=== Aim of the task ===
Among the lines of the records, please find those that contain the word "details" and copy them.

Stored data:
-- Opening Marker --
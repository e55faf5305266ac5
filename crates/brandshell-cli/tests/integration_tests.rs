//! Integration tests for brandshell-cli.

use assert_cmd::Command;
use predicates::prelude::*;
use std::fs;
use tempfile::TempDir;

fn brandshell() -> Command {
    let mut cmd = Command::cargo_bin("brandshell").unwrap();
    // Deterministic output regardless of the host environment.
    cmd.arg("--no-color")
        .env_remove("BRANDSHELL_ENV")
        .env_remove("RUST_LOG")
        .env_remove("NO_COLOR");
    cmd
}

fn write_fixture(dir: &TempDir, contents: &str) -> std::path::PathBuf {
    let path = dir.path().join("brand.json");
    fs::write(&path, contents).unwrap();
    path
}

const VALID_BRAND: &str = r##"{
  "details": {
    "name": "Acme",
    "homeHref": "/",
    "tagline": "Ship the shell once.",
    "navLinks": [
      {"label": "Docs", "href": "/docs"},
      {"label": "Repo", "href": "https://github.com/acme/repo", "target": "_blank"}
    ],
    "primaryAction": {"label": "Hire Me", "href": "mailto:hello@acme.dev"},
    "secondaryAction": {"label": "Work", "href": "/work"},
    "website": "https://acme.dev",
    "gmail": "hello@acme.dev"
  },
  "theme": {
    "primaryColor": "#0ea5e9",
    "ctaLayout": "stacked"
  }
}"##;

const UNSAFE_BRAND: &str = r##"{
  "details": {
    "name": "Acme",
    "website": "javascript:alert(1)",
    "navLinks": [{"label": "Evil", "href": "//evil.example"}]
  }
}"##;

#[test]
fn help_flag_exits_zero() {
    brandshell()
        .arg("--help")
        .assert()
        .success()
        .stdout(predicate::str::contains("brand"))
        .stdout(predicate::str::contains("check"))
        .stdout(predicate::str::contains("preview"));
}

#[test]
fn version_flag_prints_cargo_version() {
    brandshell()
        .arg("--version")
        .assert()
        .success()
        .stdout(predicate::str::contains(env!("CARGO_PKG_VERSION")));
}

#[test]
fn check_accepts_a_valid_file() {
    let temp = TempDir::new().unwrap();
    let path = write_fixture(&temp, VALID_BRAND);

    brandshell()
        .args(["check", path.to_str().unwrap()])
        .assert()
        .success()
        .stdout(predicate::str::contains("Checking"))
        .stdout(predicate::str::contains("is valid"))
        .stdout(predicate::str::contains("2 nav link(s)"));
}

#[test]
fn check_reports_each_field_error_and_exits_two() {
    let temp = TempDir::new().unwrap();
    let path = write_fixture(&temp, UNSAFE_BRAND);

    brandshell()
        .args(["check", path.to_str().unwrap()])
        .assert()
        .code(2)
        .stdout(predicate::str::contains(
            "details.website must use a safe URL/path",
        ))
        .stdout(predicate::str::contains("details.navLinks[0].href"))
        .stderr(predicate::str::contains("validation error(s)"));
}

#[test]
fn check_reports_theme_errors_too() {
    let temp = TempDir::new().unwrap();
    let path = write_fixture(
        &temp,
        r##"{"details": {"name": "Acme"}, "theme": {"brandColor": "#fff"}}"##,
    );

    brandshell()
        .args(["check", path.to_str().unwrap()])
        .assert()
        .code(2)
        .stdout(predicate::str::contains(
            "theme.brandColor is not a supported theme key.",
        ));
}

#[test]
fn vars_prints_resolved_variables() {
    let temp = TempDir::new().unwrap();
    let path = write_fixture(&temp, VALID_BRAND);

    brandshell()
        .args(["vars", path.to_str().unwrap()])
        .assert()
        .success()
        .stdout(predicate::str::contains("--brand-primary: #0ea5e9"))
        // Derived from the primary color's contrast ratio.
        .stdout(predicate::str::contains("--brand-button-text: #0f172a"));
}

#[test]
fn vars_supports_json_output() {
    let temp = TempDir::new().unwrap();
    let path = write_fixture(&temp, VALID_BRAND);

    let assert = brandshell()
        .args(["vars", path.to_str().unwrap(), "--output-format", "json"])
        .assert()
        .success();

    let stdout = String::from_utf8(assert.get_output().stdout.clone()).unwrap();
    let parsed: serde_json::Value = serde_json::from_str(&stdout).unwrap();
    assert_eq!(parsed["--brand-primary"], "#0ea5e9");
}

#[test]
fn vars_warns_when_nothing_resolves() {
    let temp = TempDir::new().unwrap();
    let path = write_fixture(&temp, r#"{"details": {"name": "Acme"}}"#);

    brandshell()
        .args(["vars", path.to_str().unwrap()])
        .assert()
        .success()
        .stdout(predicate::str::contains("no CSS variables"));
}

#[test]
fn preview_renders_header_and_footer() {
    let temp = TempDir::new().unwrap();
    let path = write_fixture(&temp, VALID_BRAND);

    brandshell()
        .args(["preview", path.to_str().unwrap(), "--year", "2026"])
        .assert()
        .success()
        .stdout(predicate::str::contains("<header class=\"brand-shell-header\""))
        .stdout(predicate::str::contains("role=\"banner\""))
        .stdout(predicate::str::contains("rel=\"noopener noreferrer\""))
        .stdout(predicate::str::contains("brand-shell-header__ctas--stacked"))
        .stdout(predicate::str::contains("&copy; 2026 Acme"))
        .stdout(predicate::str::contains("</footer>"));
}

#[test]
fn preview_single_section() {
    let temp = TempDir::new().unwrap();
    let path = write_fixture(&temp, VALID_BRAND);

    brandshell()
        .args(["preview", path.to_str().unwrap(), "--section", "header"])
        .assert()
        .success()
        .stdout(predicate::str::contains("<header"))
        .stdout(predicate::str::contains("<footer").not());
}

#[test]
fn preview_rejects_unsafe_input_without_force() {
    let temp = TempDir::new().unwrap();
    let path = write_fixture(&temp, UNSAFE_BRAND);

    brandshell()
        .args(["preview", path.to_str().unwrap()])
        .assert()
        .code(2)
        .stderr(predicate::str::contains("validation failed"));
}

#[test]
fn preview_force_drops_unsafe_fields_silently() {
    let temp = TempDir::new().unwrap();
    let path = write_fixture(&temp, UNSAFE_BRAND);

    brandshell()
        .args(["preview", path.to_str().unwrap(), "--force"])
        .assert()
        .success()
        .stdout(predicate::str::contains("javascript").not())
        .stdout(predicate::str::contains("evil.example").not())
        .stdout(predicate::str::contains("<header"));
}

#[test]
fn preview_writes_to_a_file() {
    let temp = TempDir::new().unwrap();
    let path = write_fixture(&temp, VALID_BRAND);
    let out = temp.path().join("shell.html");

    brandshell()
        .args([
            "preview",
            path.to_str().unwrap(),
            "--out",
            out.to_str().unwrap(),
        ])
        .assert()
        .success()
        .stdout(predicate::str::contains("wrote"));

    let html = fs::read_to_string(&out).unwrap();
    assert!(html.contains("</footer>"));
}

#[test]
fn production_env_renders_leniently() {
    let temp = TempDir::new().unwrap();
    let path = write_fixture(&temp, UNSAFE_BRAND);

    brandshell()
        .args(["preview", path.to_str().unwrap()])
        .env("BRANDSHELL_ENV", "production")
        .assert()
        .success()
        .stdout(predicate::str::contains("javascript").not());
}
-- Closing Marker --
=== Response for this exercise ===
  "details": {
  "details": {
            "details.website must use a safe URL/path",
        .stdout(predicate::str::contains("details.navLinks[0].href"))
        r##"{"details": {"name": "Acme"}, "theme": {"brandColor": "#fff"}}"##,
    let path = write_fixture(&temp, r#"{"details": {"name": "Acme"}}"#);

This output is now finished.